[[ Extracted entries open ]]

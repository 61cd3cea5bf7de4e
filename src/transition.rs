//! Fit-after-resize transitions.
//!
//! When a card's box changes size, the text should glide to its new size
//! rather than snap. [`plan_resize_transition`] runs the fit against the new
//! box and reports where the text is now and where it should end up; a
//! [`FontTween`] animates between the two. When the tween lands, the caller
//! runs one short settle fit and snaps to its applied size.

use std::time::{Duration, Instant};

use tracing::debug;

use crate::config::TransitionTokens;
use crate::fit::{BoxSize, FitError, FitResult, TextFitter};
use crate::measure::TextMeasure;

/// Two-phase result of a resize refit.
#[derive(Debug, Clone, Copy, PartialEq)]
pub struct ResizeTransition {
    /// Size to show right now (the size currently on screen).
    pub immediate: f32,
    /// Size the text should end up at.
    pub target: f32,
    /// The underlying search against the new box.
    pub fit: FitResult,
}

/// Plan the transition of `text` into the resized box `bx`.
///
/// The search floor is raised to `displayed * floor_ratio` so the text does
/// not collapse mid-transition; the settle pass afterwards uses the normal
/// floor and corrects any overflow.
pub fn plan_resize_transition<M: TextMeasure + ?Sized>(
    fitter: &TextFitter,
    text: &str,
    bx: BoxSize,
    displayed: Option<f32>,
    tokens: &TransitionTokens,
    measurer: &mut M,
) -> Result<ResizeTransition, FitError> {
    let min = fitter.options().min_font_size;
    let immediate = displayed
        .filter(|s| s.is_finite() && *s > 0.0)
        .unwrap_or(min);

    let search = fitter.with_limits(immediate * tokens.floor_ratio, tokens.max_iterations)?;
    let fit = search.fit(text, bx, Some(immediate), measurer);
    let target = (fit.font_size * tokens.target_shrink).max(min);

    debug!(target: "fit", text, ?bx, immediate, target, "resize transition planned");
    Ok(ResizeTransition {
        immediate,
        target,
        fit,
    })
}

/// Fit run once a transition tween has landed.
pub fn settle_fit<M: TextMeasure + ?Sized>(
    fitter: &TextFitter,
    text: &str,
    bx: BoxSize,
    current: f32,
    tokens: &TransitionTokens,
    measurer: &mut M,
) -> Result<FitResult, FitError> {
    let settle = fitter.with_limits(fitter.options().min_font_size, tokens.settle_iterations)?;
    Ok(settle.fit(text, bx, Some(current), measurer))
}

// ---------------------------------------------------------------------------
// FontTween
// ---------------------------------------------------------------------------

/// Eases a font size from one value to another over a fixed duration.
#[derive(Debug, Clone, Copy, PartialEq)]
pub struct FontTween {
    from: f32,
    to: f32,
    start: Instant,
    duration: Duration,
}

impl FontTween {
    pub fn new(from: f32, to: f32, start: Instant, duration: Duration) -> Self {
        Self {
            from,
            to,
            start,
            duration,
        }
    }

    /// Start a tween toward `to` that replaces `previous`, continuing from
    /// wherever `previous` currently is.
    pub fn supersede(previous: Option<&FontTween>, fallback_from: f32, to: f32, now: Instant, duration: Duration) -> Self {
        let from = previous.map_or(fallback_from, |t| t.value_at(now));
        Self::new(from, to, now, duration)
    }

    pub fn target(&self) -> f32 {
        self.to
    }

    /// Progress in `[0, 1]`.
    pub fn progress(&self, now: Instant) -> f32 {
        if self.duration.is_zero() {
            return 1.0;
        }
        let elapsed = now.saturating_duration_since(self.start);
        (elapsed.as_secs_f32() / self.duration.as_secs_f32()).clamp(0.0, 1.0)
    }

    pub fn value_at(&self, now: Instant) -> f32 {
        let t = ease_out_quad(self.progress(now));
        self.from + (self.to - self.from) * t
    }

    pub fn is_finished(&self, now: Instant) -> bool {
        self.progress(now) >= 1.0
    }
}

/// Quadratic ease-out ("power2.out").
fn ease_out_quad(t: f32) -> f32 {
    1.0 - (1.0 - t) * (1.0 - t)
}
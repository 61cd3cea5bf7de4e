//! One-time introduction overlay.
//!
//! Two sets of phrases, work pressure and home life, are interleaved into
//! lines that fade in, hold and fade out over the board. The overlay plays
//! once per session; a click skips it.

use crate::config::IntroTokens;

pub const WORK_PHRASES: &[&str] = &[
    "YOUR COLLEAGUES ARE MUCH BETTER",
    "IT'S REALLY TOO SLOW",
    "YOU NEED TO WORK FASTER",
    "CAN YOU COME IN THIS WEEKEND?",
    "WE ARE A FAMILY HERE",
    "YOU NEED TO FINISH IT ON TIME",
    "CONSISTENCY IS KEY",
];

pub const HOME_PHRASES: &[&str] = &[
    "DO YOU WANT TO GO OUT TONIGHT",
    "LET'S SEE GRANDMA SUNDAY",
    "THE MATCH IS NEXT WEEK",
    "WHERE ARE WE GOING ON HOLIDAY THIS YEAR",
    "LET'S EAT OUTSIDE",
    "YOU COMING FOR CHRISTMAS?",
    "DO YOU HAVE DAYS OFF?",
];

/// Which phrase set a line came from; rendered in different inks.
#[derive(Debug, Clone, Copy, PartialEq, Eq)]
pub enum PhraseKind {
    Work,
    Home,
}

/// Work and home phrases, alternating, starting with work.
pub fn interleaved_lines() -> Vec<(PhraseKind, &'static str)> {
    let mut lines = Vec::with_capacity(WORK_PHRASES.len() + HOME_PHRASES.len());
    let mut work = WORK_PHRASES.iter();
    let mut home = HOME_PHRASES.iter();
    loop {
        let w = work.next();
        let h = home.next();
        if w.is_none() && h.is_none() {
            break;
        }
        if let Some(w) = w {
            lines.push((PhraseKind::Work, *w));
        }
        if let Some(h) = h {
            lines.push((PhraseKind::Home, *h));
        }
    }
    lines
}

/// Playback state of the intro.
#[derive(Debug, Clone)]
pub struct Intro {
    fade_in: f64,
    hold: f64,
    fade_out: f64,
    started_at: Option<f64>,
    skipped: bool,
}

impl Intro {
    pub fn new(tokens: &IntroTokens) -> Self {
        Self {
            fade_in: tokens.fade_in_s.max(0.0),
            hold: tokens.hold_s.max(0.0),
            fade_out: tokens.fade_out_s.max(0.0),
            started_at: None,
            skipped: false,
        }
    }

    pub fn total_duration(&self) -> f64 {
        self.fade_in + self.hold + self.fade_out
    }

    pub fn skip(&mut self) {
        self.skipped = true;
    }

    /// `elapsed` is seconds since the host started; the first call anchors
    /// the intro's own clock.
    pub fn is_finished(&mut self, elapsed: f64) -> bool {
        self.skipped || self.local_time(elapsed) >= self.total_duration()
    }

    /// Overlay opacity at `elapsed`.
    pub fn alpha(&mut self, elapsed: f64) -> f32 {
        if self.skipped {
            return 0.0;
        }
        let t = self.local_time(elapsed);
        if t >= self.total_duration() {
            return 0.0;
        }
        if t < self.fade_in {
            ease_in_out((t / self.fade_in) as f32)
        } else if t < self.fade_in + self.hold {
            1.0
        } else {
            let out = (t - self.fade_in - self.hold) / self.fade_out;
            1.0 - ease_in_out(out as f32)
        }
    }

    fn local_time(&mut self, elapsed: f64) -> f64 {
        let start = *self.started_at.get_or_insert(elapsed);
        (elapsed - start).max(0.0)
    }
}

/// Smooth ease-in-out cubic curve
fn ease_in_out(t: f32) -> f32 {
    if t < 0.5 {
        4.0 * t * t * t
    } else {
        1.0 - (-2.0 * t + 2.0).powi(3) / 2.0
    }
}
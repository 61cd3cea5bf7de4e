//! Shaped text via `parley` `PlainEditor`.
//!
//! `FittedText` owns one editor and is used both to measure candidate sizes
//! (through [`ParleyMeasurer`]) and to draw the settled result into a vello
//! scene. Parley's default line breaking only breaks at word boundaries
//! (`overflow-wrap: normal`), which is exactly the wrapping the fitter wants.
//!
//! The `FontContext` and `LayoutContext` are shared; they live in `ParleyCtx`.
//!
//! ## Brush type
//!
//! `parley`'s `Brush` trait requires `Clone + PartialEq + Default + Debug`.
//! `vello::peniko::Color` does not implement `Default`, so we wrap it in a
//! `ColorBrush` newtype that provides `Default` as opaque black.

use parley::{
    FontContext, LayoutContext,
    editing::PlainEditor,
    layout::{Alignment, PositionedLayoutItem},
    style::{LineHeight, StyleProperty},
};
use vello::{
    Glyph, Scene,
    kurbo::Affine,
    peniko::{Color, Fill},
};

use crate::measure::{TextExtent, TextMeasure, WrapConstraints};

// ---------------------------------------------------------------------------
// ColorBrush
// ---------------------------------------------------------------------------

/// A thin wrapper around `vello::peniko::Color` that satisfies `parley::Brush`.
#[derive(Clone, Copy, Debug, PartialEq)]
pub struct ColorBrush(pub Color);

impl Default for ColorBrush {
    fn default() -> Self {
        ColorBrush(Color::new([0.0_f32, 0.0, 0.0, 1.0]))
    }
}

// ---------------------------------------------------------------------------
// Shared parley contexts
// ---------------------------------------------------------------------------

/// Font and layout caches shared by every `FittedText`.
pub struct ParleyCtx {
    pub font_cx: FontContext,
    pub layout_cx: LayoutContext<ColorBrush>,
}

impl ParleyCtx {
    pub fn new() -> Self {
        Self {
            font_cx: FontContext::new(),
            layout_cx: LayoutContext::new(),
        }
    }
}

impl Default for ParleyCtx {
    fn default() -> Self {
        Self::new()
    }
}

// ---------------------------------------------------------------------------
// FittedText
// ---------------------------------------------------------------------------

/// A read-only text block whose size and wrap width change over time.
pub struct FittedText {
    editor: PlainEditor<ColorBrush>,
    text: String,
    font_size: f32,
    width: Option<f32>,
}

impl FittedText {
    pub fn new(text: &str, font_size: f32, ctx: &mut ParleyCtx) -> Self {
        let mut editor = PlainEditor::new(font_size);
        editor.set_alignment(Alignment::Start);
        let mut block = Self {
            editor,
            text: String::new(),
            font_size,
            width: None,
        };
        block.set_text(text, ctx);
        block
    }

    pub fn text(&self) -> &str {
        &self.text
    }

    /// Replace the text. No-op if unchanged.
    pub fn set_text(&mut self, text: &str, ctx: &mut ParleyCtx) {
        if self.text == text {
            return;
        }
        self.text = text.to_string();
        let mut driver = self.editor.driver(&mut ctx.font_cx, &mut ctx.layout_cx);
        driver.select_all();
        driver.insert_or_replace_selection(text);
        driver.move_to_text_start();
    }

    pub fn set_font_size(&mut self, font_size: f32) {
        if self.font_size == font_size {
            return;
        }
        self.font_size = font_size;
        self.editor
            .edit_styles()
            .insert(StyleProperty::FontSize(font_size));
    }

    pub fn set_line_height(&mut self, line_height: f32) {
        self.editor
            .edit_styles()
            .insert(StyleProperty::LineHeight(LineHeight::FontSizeRelative(line_height)));
    }

    /// Update the line-wrap width. `None` means a single unbounded line.
    pub fn set_width(&mut self, width: Option<f32>) {
        if self.width == width {
            return;
        }
        self.width = width;
        self.editor.set_width(width);
    }

    /// Lay out with the current settings and report the block size.
    pub fn extent(&mut self, ctx: &mut ParleyCtx) -> TextExtent {
        let layout = self.editor.layout(&mut ctx.font_cx, &mut ctx.layout_cx);
        TextExtent {
            width: layout.width(),
            height: layout.height(),
        }
    }

    /// Draw the glyph runs with the block's top-left corner at `origin`.
    pub fn render_into_scene(
        &mut self,
        scene: &mut Scene,
        origin: (f64, f64),
        color: Color,
        ctx: &mut ParleyCtx,
    ) {
        let transform = Affine::translate(origin);
        let layout = self.editor.layout(&mut ctx.font_cx, &mut ctx.layout_cx);

        for line in layout.lines() {
            for item in line.items() {
                let PositionedLayoutItem::GlyphRun(glyph_run) = item else {
                    continue;
                };

                let font_data = glyph_run.run().font();
                let font_size = glyph_run.run().font_size();

                let glyphs: Vec<Glyph> = glyph_run
                    .positioned_glyphs()
                    .map(|g| Glyph { id: g.id, x: g.x, y: g.y })
                    .collect();

                if glyphs.is_empty() {
                    continue;
                }

                scene
                    .draw_glyphs(font_data)
                    .font_size(font_size)
                    .transform(transform)
                    .brush(&color)
                    .draw(Fill::NonZero, glyphs.into_iter());
            }
        }
    }
}

// ---------------------------------------------------------------------------
// ParleyMeasurer
// ---------------------------------------------------------------------------

/// `TextMeasure` backed by full parley shaping.
///
/// Keeps one scratch block so repeated probes of the same text only re-run
/// line breaking, not text insertion.
pub struct ParleyMeasurer {
    ctx: ParleyCtx,
    scratch: Option<FittedText>,
}

impl ParleyMeasurer {
    pub fn new() -> Self {
        Self {
            ctx: ParleyCtx::new(),
            scratch: None,
        }
    }

    /// Contexts shared with rendering so fonts are only discovered once.
    pub fn ctx(&mut self) -> &mut ParleyCtx {
        &mut self.ctx
    }
}

impl Default for ParleyMeasurer {
    fn default() -> Self {
        Self::new()
    }
}

impl TextMeasure for ParleyMeasurer {
    fn measure(&mut self, text: &str, font_size: f32, c: &WrapConstraints) -> TextExtent {
        let ctx = &mut self.ctx;
        let block = self
            .scratch
            .get_or_insert_with(|| FittedText::new(text, font_size, ctx));
        block.set_text(text, ctx);
        block.set_font_size(font_size);
        block.set_line_height(c.line_height);
        block.set_width(Some(c.max_width));
        block.extent(ctx)
    }
}

#[cfg(test)]
mod tests {
    use super::*;
    use crate::measure::load_card_font;

    #[test]
    fn shaped_measurer_never_breaks_inside_a_word() {
        // Needs system fonts for shaping.
        if load_card_font().is_none() {
            return;
        }
        let mut m = ParleyMeasurer::new();
        let c = WrapConstraints {
            max_width: 50.0,
            line_height: 1.05,
        };
        let long = m.measure("Supercalifragilisticexpialidocious", 20.0, &c);
        assert!(long.width > c.max_width, "width {} should overflow", long.width);

        let unbounded = WrapConstraints {
            max_width: 10_000.0,
            line_height: 1.05,
        };
        let single = m.measure("Supercalifragilisticexpialidocious", 20.0, &unbounded);
        assert!((long.height - single.height).abs() < 1e-3, "stayed on one line");
    }
}
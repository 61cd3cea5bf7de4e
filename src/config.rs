//! Board configuration.
//!
//! Every tunable (fit policy, transition, scheduling, grid, colors, intro)
//! lives in one `BoardConfig` that round-trips through TOML. Missing keys fall
//! back to compiled defaults, so a config file only needs the values it
//! changes.

use std::path::Path;

use anyhow::Context;
use vello::peniko::Color;

use crate::fit::FitOptions;

// ---------------------------------------------------------------------------
// BoardConfig
// ---------------------------------------------------------------------------

#[derive(Debug, Clone, PartialEq, serde::Deserialize, serde::Serialize)]
#[serde(default)]
pub struct BoardConfig {
    pub fit: FitTokens,
    pub transition: TransitionTokens,
    pub scheduling: SchedulingTokens,
    pub grid: GridTokens,
    pub palette: PaletteTokens,
    pub intro: IntroTokens,
    /// Per-box advice overrides; boxes not listed use the built-in catalog.
    pub advice: Vec<AdviceEntry>,
}

// --- Sub-structs ---

#[derive(Debug, Clone, PartialEq, serde::Deserialize, serde::Serialize)]
#[serde(default)]
pub struct FitTokens {
    pub min_font_size: f32,
    pub padding: f32,
    pub max_iterations: u32,
    pub line_height: f32,
    pub safety_shrink: f32,
    pub tolerance: f32,
    pub headroom: f32,
}

#[derive(Debug, Clone, PartialEq, serde::Deserialize, serde::Serialize)]
#[serde(default)]
pub struct TransitionTokens {
    pub floor_ratio: f32,
    pub target_shrink: f32,
    pub max_iterations: u32,
    pub settle_iterations: u32,
    pub duration_ms: u64,
}

#[derive(Debug, Clone, PartialEq, serde::Deserialize, serde::Serialize)]
#[serde(default)]
pub struct SchedulingTokens {
    pub resize_debounce_ms: u64,
    pub settle_delay_ms: u64,
    pub reveal_ms: u64,
}

#[derive(Debug, Clone, PartialEq, serde::Deserialize, serde::Serialize)]
#[serde(default)]
pub struct GridTokens {
    pub columns: u32,
    pub rows: u32,
    pub gap: f32,
    pub margin: f32,
}

impl GridTokens {
    /// Largest number of columns or rows a board will lay out.
    pub const MAX_SIDE: u32 = 32;

    /// `(columns, rows)` clamped to `1..=MAX_SIDE`.
    pub fn dimensions(&self) -> (u32, u32) {
        (
            self.columns.clamp(1, Self::MAX_SIDE),
            self.rows.clamp(1, Self::MAX_SIDE),
        )
    }

    pub fn is_clamped(&self) -> bool {
        self.dimensions() != (self.columns, self.rows)
    }
}

#[derive(Debug, Clone, Copy, PartialEq, serde::Deserialize, serde::Serialize)]
pub struct Rgb {
    pub r: f32,
    pub g: f32,
    pub b: f32,
}

impl Rgb {
    pub const fn new(r: f32, g: f32, b: f32) -> Self {
        Self { r, g, b }
    }

    pub fn color(&self) -> Color {
        Color::new([self.r, self.g, self.b, 1.0])
    }

    pub fn with_alpha(&self, alpha: f32) -> Color {
        Color::new([self.r, self.g, self.b, alpha])
    }
}

#[derive(Debug, Clone, PartialEq, serde::Deserialize, serde::Serialize)]
#[serde(default)]
pub struct PaletteTokens {
    pub background: Rgb,
    pub card: Rgb,
    pub card_ink: Rgb,
    pub advice: Rgb,
    pub advice_ink: Rgb,
}

#[derive(Debug, Clone, PartialEq, serde::Deserialize, serde::Serialize)]
#[serde(default)]
pub struct IntroTokens {
    pub enabled: bool,
    pub fade_in_s: f64,
    pub hold_s: f64,
    pub fade_out_s: f64,
    pub font_size: f32,
}

#[derive(Debug, Clone, PartialEq, serde::Deserialize, serde::Serialize)]
pub struct AdviceEntry {
    #[serde(rename = "box")]
    pub id: u32,
    pub text: String,
}

// ---------------------------------------------------------------------------
// Defaults
// ---------------------------------------------------------------------------

impl Default for BoardConfig {
    fn default() -> Self {
        Self {
            fit: FitTokens::default(),
            transition: TransitionTokens::default(),
            scheduling: SchedulingTokens::default(),
            grid: GridTokens::default(),
            palette: PaletteTokens::default(),
            intro: IntroTokens::default(),
            advice: Vec::new(),
        }
    }
}

impl Default for FitTokens {
    fn default() -> Self {
        let o = FitOptions::default();
        Self {
            min_font_size: o.min_font_size,
            padding: o.padding,
            max_iterations: o.max_iterations,
            line_height: o.line_height,
            safety_shrink: o.safety_shrink,
            tolerance: o.tolerance,
            headroom: o.headroom,
        }
    }
}

impl Default for TransitionTokens {
    fn default() -> Self {
        Self {
            floor_ratio: 0.9,
            target_shrink: 0.95,
            max_iterations: 60,
            settle_iterations: 10,
            duration_ms: 450,
        }
    }
}

impl Default for SchedulingTokens {
    fn default() -> Self {
        Self {
            resize_debounce_ms: 80,
            settle_delay_ms: 80,
            reveal_ms: 550,
        }
    }
}

impl Default for GridTokens {
    fn default() -> Self {
        Self {
            columns: 4,
            rows: 4,
            gap: 12.0,
            margin: 24.0,
        }
    }
}

impl Default for PaletteTokens {
    fn default() -> Self {
        Self {
            background: Rgb::new(0.96, 0.94, 0.90),
            card: Rgb::new(0.62, 0.47, 0.36),
            card_ink: Rgb::new(1.0, 1.0, 1.0),
            advice: Rgb::new(0.20, 0.36, 0.78),
            advice_ink: Rgb::new(1.0, 1.0, 1.0),
        }
    }
}

impl Default for IntroTokens {
    fn default() -> Self {
        Self {
            enabled: true,
            fade_in_s: 1.2,
            hold_s: 3.0,
            fade_out_s: 1.2,
            font_size: 40.0,
        }
    }
}

// ---------------------------------------------------------------------------
// Helper methods
// ---------------------------------------------------------------------------

impl BoardConfig {
    /// Fit options for regular (non-transition) fits. Not yet validated.
    pub fn fit_options(&self) -> FitOptions {
        FitOptions {
            min_font_size: self.fit.min_font_size,
            padding: self.fit.padding,
            max_iterations: self.fit.max_iterations,
            line_height: self.fit.line_height,
            safety_shrink: self.fit.safety_shrink,
            tolerance: self.fit.tolerance,
            headroom: self.fit.headroom,
        }
    }

    /// Number of boxes on the board; ids run from 1 to this value.
    pub fn box_count(&self) -> u32 {
        let (columns, rows) = self.grid.dimensions();
        columns * rows
    }

    /// Serialize to a TOML string.
    pub fn to_toml(&self) -> String {
        toml::to_string_pretty(self).unwrap_or_default()
    }

    /// Deserialize from a TOML string.
    pub fn from_toml(s: &str) -> Result<Self, toml::de::Error> {
        toml::from_str(s)
    }

    /// Read and parse a config file.
    pub fn load(path: &Path) -> anyhow::Result<Self> {
        let content = std::fs::read_to_string(path)
            .with_context(|| format!("failed to read {}", path.display()))?;
        Self::from_toml(&content).with_context(|| format!("failed to parse {}", path.display()))
    }
}

// ---------------------------------------------------------------------------
// Tests
// ---------------------------------------------------------------------------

[[ Extracted entries closed ]]

How many of the lines above include the string "crate"? Answer with the number only.

| Exercise answer |
7